Barred Owls (Strix varia) have been surveyed with playbacks (e.g., Kelly et al. 2003, Grossman et al. 2008) and ARUs (e.g., Shonfield et al. 2018, Duchac et al. 2020), but we did not find any published evidence that these methods have been used simultaneously to survey this species. Comparison of the detection probability of Barred Owls using playbacks and ARU surveys and the effects of survey variables for these survey methods could aid surveyors to increase confidence in occupancy status and survey efficiency. Survey variables (i.e., detection covariates) in occupancy modeling are often considered nuisance parameters, but these can be used to optimize survey efficiency (Hardy and Morrison 2000, Kissling et al. 2010). Circadian and seasonal factors drive phenology and behavior, which influence response to playbacks and calling rates and therefore influence survey detection (Kissling et al. 2010, Zuberogoitia and Martínez 2011). For example, Clement et al. (2019) found that seasonal effects on detection probability of Barred Owls were opposite for playbacks and ARU surveys. Playbacks were more effective later in the breeding season and ARUs were more effective earlier in the season. Thus, seasonality is an important factor when considering which survey method to employ. Although the types of vocalizations made by Barred Owls have been well described (Odom and Mennill 2010), the circadian vocalization patterns of unsolicited Barred Owl calls are not well understood, and identification of vocal activity peaks could increase the efficiency of ARU surveys.

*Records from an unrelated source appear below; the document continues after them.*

//! Blockflow Config
//!
//! This crate contains the serializable flow document types for blockflow.
//! A flow document is the JSON file written by the flow editor: project
//! metadata, a list of blocks and the connections between them.
//!
//! ```json
//! {
//!   "meta": { "projectName": "Demo", "version": "1.0" },
//!   "blocks": [
//!     { "id": 1, "type": "giris", "data": { "title": "Start", "body": "Hi" } },
//!     { "id": 2, "type": "gelisme", "data": { "title": "Mid", "body": "Work" } }
//!   ],
//!   "connections": [{ "from": 1, "to": 2 }]
//! }
//! ```
//!
//! Every top-level key is optional, and display-only fields accept any JSON
//! scalar. Editor-only keys such as `position` are ignored. These types carry
//! no behaviour beyond defaulting; indexing and traversal live in `blockflow-flow` and
//! `blockflow-engine`.

mod block;
mod connection;
mod document;
mod id;
mod lenient;

pub use block::{Block, BlockData};
pub use connection::Connection;
pub use document::{FlowDocument, FlowMeta};
pub use id::BlockId;

/// Block type that marks where traversal begins.
pub const ENTRY_KIND: &str = "giris";

/// Block type that triggers the extra processing delay.
pub const PROCESSING_KIND: &str = "gelisme";

/// Title shown for blocks without `data.title`.
pub const UNTITLED: &str = "Untitled";

/// Body shown for blocks without `data.body`.
pub const NO_CONTENT: &str = "No content";
//! Flow events and notifiers.
//!
//! The engine never prints directly. Every observable step of a run is
//! emitted as a [`FlowEvent`], and the notifier decides what to do with it
//! (render to a console, forward to a channel, ignore).

use blockflow_config::BlockId;
use serde::{Deserialize, Serialize};
use tokio::sync::mpsc;

/// Events emitted during a flow run, in the order they happen.
#[derive(Debug, Clone, PartialEq, Serialize, Deserialize)]
pub enum FlowEvent {
  /// An entry block was found and traversal is starting.
  RunStarted { run_id: String },

  /// The flow has no entry block. Nothing else is emitted for this run.
  NoEntryBlock { run_id: String },

  /// A block is being executed.
  BlockStarted {
    run_id: String,
    block_id: BlockId,
    kind: String,
    title: String,
    body: String,
  },

  /// A processing block started its extended work.
  BlockProcessing { run_id: String, block_id: BlockId },

  /// Traversal moved on to the next block.
  Advanced {
    run_id: String,
    from: BlockId,
    to: BlockId,
  },

  /// The current block has no usable outgoing connection.
  Terminated { run_id: String, block_id: BlockId },

  /// The run reached the end of the flow.
  RunCompleted { run_id: String, visited: usize },
}

impl FlowEvent {
  pub fn run_id(&self) -> &str {
    match self {
      FlowEvent::RunStarted { run_id }
      | FlowEvent::NoEntryBlock { run_id }
      | FlowEvent::BlockStarted { run_id, .. }
      | FlowEvent::BlockProcessing { run_id, .. }
      | FlowEvent::Advanced { run_id, .. }
      | FlowEvent::Terminated { run_id, .. }
      | FlowEvent::RunCompleted { run_id, .. } => run_id,
    }
  }
}

/// Trait for receiving flow events.
pub trait FlowNotifier: Send + Sync {
  /// Called for each event of a run.
  fn notify(&self, event: FlowEvent);
}

/// A notifier that discards all events.
#[derive(Debug, Clone, Default)]
pub struct NoopNotifier;

impl FlowNotifier for NoopNotifier {
  fn notify(&self, _event: FlowEvent) {}
}

/// A notifier that sends events to an unbounded channel.
#[derive(Debug, Clone)]
pub struct ChannelNotifier {
  sender: mpsc::UnboundedSender<FlowEvent>,
}

impl ChannelNotifier {
  pub fn new(sender: mpsc::UnboundedSender<FlowEvent>) -> Self {
    Self { sender }
  }

  /// Create a notifier together with the receiving end of its channel.
  pub fn channel() -> (Self, mpsc::UnboundedReceiver<FlowEvent>) {
    let (sender, receiver) = mpsc::unbounded_channel();
    (Self::new(sender), receiver)
  }
}

impl FlowNotifier for ChannelNotifier {
  fn notify(&self, event: FlowEvent) {
    // Receiver may have been dropped
    let _ = self.sender.send(event);
  }
}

To compare survey methods for Barred Owls, we collected detection/non-detection data using both playbacks and ARUs during a single breeding season in the Piedmont of South Carolina, USA. We used an occupancy framework to estimate detection probability of Barred Owls and its variance with season for each survey method. In addition, we used both the ARU data from South Carolina and an ARU dataset from Alberta, Canada (Shonfield and Bayne 2018) to examine whether Barred Owl circadian vocalization patterns can be used to increase ARU survey efficiency. We used the peaks in vocal activity in both datasets to develop a recommended ARU recording schedule that maximizes detections while reducing recording time and thereby processing time. We validated this optimized ARU schedule on both datasets by comparing the site detections before and after targeting vocal activity peaks. In order to make concrete recommendations for future study designs, we estimated the number of survey occasions needed to obtain a 90% seasonal detection probability of Barred Owls (i.e., probability of detecting owls at least once during the survey season at an occupied site) using (1) 15-min playbacks, (2) 11.5-hr ARU recordings, and (3) 6-hr ARU recordings targeting vocal activity peaks based on South Carolina data. Finally, we discuss advantages and caveats of playback and ARU surveys. The results of this study are intended to aid researchers to improve study design and survey efficiency in the context of study region, season, budget, and personnel constraints.

Methods

Study Areas. Data for this study are from two previously published occupancy studies that took place in South Carolina, USA (Clement et al. 2019), and in Alberta, Canada (Shonfield and Bayne 2017b). The South Carolina study was located within a 300-km2 area in the Piedmont ecoregion, at the foothills of the southern Appalachian range. This study region consists mainly of oak-hickory (Quercus spp., Carya spp.) and pine (Pinus spp.) mixed forests situated in rolling topography, and the climate is characterized by mild winters, high humidity, and frequent precipitation. The Alberta study was located in upland forested sites spread across a large area in northeastern Alberta covering roughly 16,000 km2, south of Fort McMurray and north of Lac la Biche (Shonfield and Bayne 2017b, Shonfield et al. 2018). This study region in the boreal forest region of Alberta is relatively flat and consists of forests primarily composed of trembling aspen (Populus tremuloides), white spruce (Picea glauca), and black spruce (Picea mariana) trees. The climate in northeastern Alberta is characterized by cold winters, warm summers, and low humidity.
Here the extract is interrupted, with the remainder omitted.